減価償却とは、事業主が事業で使用する固定資産をそれぞれの資産の耐用年数に応じて取得価額を分割して経費計上する会計処理の方法です。ここでいう耐用年数とは、製品の寿命を指すのではなく、税法上、減価償却資産を費用配分できる年数(会計上の資産価値、つまり帳簿価額が備忘価格の1(償却方法によっては0)になるまでの年数)のことを指します。なお、減価償却資産の耐用年数は、品目別に細かく定められており、これを法定耐用年数と呼びます。
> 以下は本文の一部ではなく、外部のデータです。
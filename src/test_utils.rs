//! Test doubles for the accrual service and the ledger.
//!
//! These let the worker and the services be exercised without a running
//! accrual service, and let storage failures be injected on demand.

use crate::domain::account::{Amount, UserBalance, UserId, Withdrawal};
use crate::domain::accrual::{AccrualError, AccrualReply};
use crate::domain::order::{InsertOutcome, Order, OrderStatus, StatusChange};
use crate::domain::order_number::OrderNumber;
use crate::domain::ports::{AccrualSource, BalanceLedger, OrderLedger};
use crate::error::{LoyaltyError, Result};
use crate::infrastructure::in_memory::InMemoryLedger;
use async_trait::async_trait;
use std::collections::{HashMap, VecDeque};
use std::sync::atomic::{AtomicBool, Ordering};
use std::sync::{Arc, Mutex, MutexGuard};
use tokio::time::Instant;

type Reply = std::result::Result<AccrualReply, AccrualError>;

#[derive(Default)]
struct Script {
    replies: HashMap<String, VecDeque<Reply>>,
    calls: Vec<(String, Instant)>,
}

/// Accrual service answering from a per-order script.
///
/// Each query pops the next scripted reply for the number. Once the script of
/// a number runs dry the service keeps answering `Registered`. Every query is
/// recorded with the (tokio) time it was made. Clones share the script.
#[derive(Clone, Default)]
pub struct ScriptedAccrualSource {
    script: Arc<Mutex<Script>>,
}

impl ScriptedAccrualSource {
    pub fn new() -> Self {
        Self::default()
    }

    fn lock(&self) -> MutexGuard<'_, Script> {
        self.script.lock().unwrap_or_else(|poisoned| poisoned.into_inner())
    }

    /// Appends replies to the script of `number`.
    pub fn script(&self, number: &str, replies: impl IntoIterator<Item = Reply>) {
        let mut script = self.lock();
        script
            .replies
            .entry(number.to_string())
            .or_default()
            .extend(replies);
    }

    /// Every query made so far, in order.
    pub fn calls(&self) -> Vec<(String, Instant)> {
        self.lock().calls.clone()
    }

    pub fn call_count(&self, number: &str) -> usize {
        self.lock()
            .calls
            .iter()
            .filter(|(n, _)| n == number)
            .count()
    }
}

#[async_trait]
impl AccrualSource for ScriptedAccrualSource {
    async fn query(&self, number: &OrderNumber) -> Reply {
        let mut script = self.lock();
        script.calls.push((number.to_string(), Instant::now()));
        script
            .replies
            .get_mut(number.as_str())
            .and_then(|replies| replies.pop_front())
            .unwrap_or(Ok(AccrualReply::Registered))
    }
}

/// In-memory ledger that can be told to fail.
#[derive(Clone, Default)]
pub struct FailingLedger {
    inner: InMemoryLedger,
    fail_on_complete: Arc<AtomicBool>,
    fail_on_withdraw: Arc<AtomicBool>,
    fail_on_pending: Arc<AtomicBool>,
}

impl FailingLedger {
    pub fn new() -> Self {
        Self::default()
    }

    pub fn set_fail_on_complete(&self, fail: bool) {
        self.fail_on_complete.store(fail, Ordering::SeqCst);
    }

    pub fn set_fail_on_withdraw(&self, fail: bool) {
        self.fail_on_withdraw.store(fail, Ordering::SeqCst);
    }

    pub fn set_fail_on_pending(&self, fail: bool) {
        self.fail_on_pending.store(fail, Ordering::SeqCst);
    }

    fn injected() -> LoyaltyError {
        LoyaltyError::storage("injected storage failure")
    }
}

#[async_trait]
impl OrderLedger for FailingLedger {
    async fn insert_order(&self, order: Order) -> Result<InsertOutcome> {
        self.inner.insert_order(order).await
    }

    async fn find_order(&self, number: &OrderNumber) -> Result<Option<Order>> {
        self.inner.find_order(number).await
    }

    async fn orders_for_user(&self, user: UserId) -> Result<Vec<Order>> {
        self.inner.orders_for_user(user).await
    }

    async fn pending_orders(&self) -> Result<Vec<Order>> {
        if self.fail_on_pending.load(Ordering::SeqCst) {
            return Err(Self::injected());
        }
        self.inner.pending_orders().await
    }

    async fn advance_status(
        &self,
        number: &OrderNumber,
        status: OrderStatus,
    ) -> Result<StatusChange> {
        self.inner.advance_status(number, status).await
    }

    async fn complete_order(&self, number: &OrderNumber, accrual: Amount) -> Result<StatusChange> {
        if self.fail_on_complete.load(Ordering::SeqCst) {
            return Err(Self::injected());
        }
        self.inner.complete_order(number, accrual).await
    }
}

#[async_trait]
impl BalanceLedger for FailingLedger {
    async fn open_account(&self, user: UserId) -> Result<()> {
        self.inner.open_account(user).await
    }

    async fn balance(&self, user: UserId) -> Result<Option<UserBalance>> {
        self.inner.balance(user).await
    }

    async fn credit(&self, user: UserId, amount: Amount) -> Result<UserBalance> {
        self.inner.credit(user, amount).await
    }

    async fn withdraw(&self, withdrawal: Withdrawal) -> Result<UserBalance> {
        if self.fail_on_withdraw.load(Ordering::SeqCst) {
            return Err(Self::injected());
        }
        self.inner.withdraw(withdrawal).await
    }

    async fn withdrawals_for_user(&self, user: UserId) -> Result<Vec<Withdrawal>> {
        self.inner.withdrawals_for_user(user).await
    }
}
エアコンの法定耐用年数は、業務用と家庭用で異なり、業務用エアコン(ダクトなどを通じて広範囲な空調ができるもの)の場合は基本的に「建物附属設備」に該当し、耐用年数は出力が22kW以下なら13年、22kW超なら15年です。その一方で、家庭用エアコンは「工具器具備品」と見なされ、耐用年数は6年となります。
エアコンを減価償却しない場合
エアコンの取得価額が10万円未満の場合は、減価償却を行わずに消耗品費として全額を一括費用計上します。また、取得価額が10万円以上20万円未満だった場合は、一括償却資産として計上することも可能です。一括償却資産の制度を利用すると、耐用年数にかかわらず、取得価額の3分の1ずつを3年間にわたって均等に経費計上できます。なお、一括償却資産にするか、一般的な減価償却を選ぶかは、事業主の任意となります。
エアコンをリース契約で利用する場合
業務用エアコンの導入にあたっては、リースを利用するケースもあるでしょう。リース契約でエアコンを導入した場合は、基本的に減価償却は行わず、支払いのたびに「リース料」として費用計上します。ただし、契約期間中の解約ができず、リース会社のエアコン購入費用をほぼ全額、期間中にリース料として支払う「ファイナンス・リース取引」の場合は、実質的にエアコンの購入と見なされるため、減価償却が必要です。
エアコンの勘定科目
エアコンに関して用いる勘定科目には建物付属設備や工具器具備品など、いくつかの種類があります。それぞれどういった場合に使用するのかを確認しておきましょう。
建物附属設備
業務用エアコンに用いる勘定科目は、建物附属設備です。業務用エアコンとは、主にオフィスビルや店舗などで見かけるような、ダクトを通じて広範囲を空調できる天井埋め込みタイプのエアコンであり、建物と一体化しているため、建物附属設備に該当します。
工具器具備品
家庭用エアコンの場合は、工具器具備品の勘定科目を使用します。一般家庭で使われるような、本体を部屋に取り付けるタイプのエアコンは、工具器具備品で仕訳することが一般的です。また、家庭用エアコンは業務用エアコンと比べて出力や機能性が低いため、耐用年数も短く設定されています。
その他の勘定科目
エアコンの仕訳には、建物附属設備や工具器具備品以外の勘定科目を使用することもあります。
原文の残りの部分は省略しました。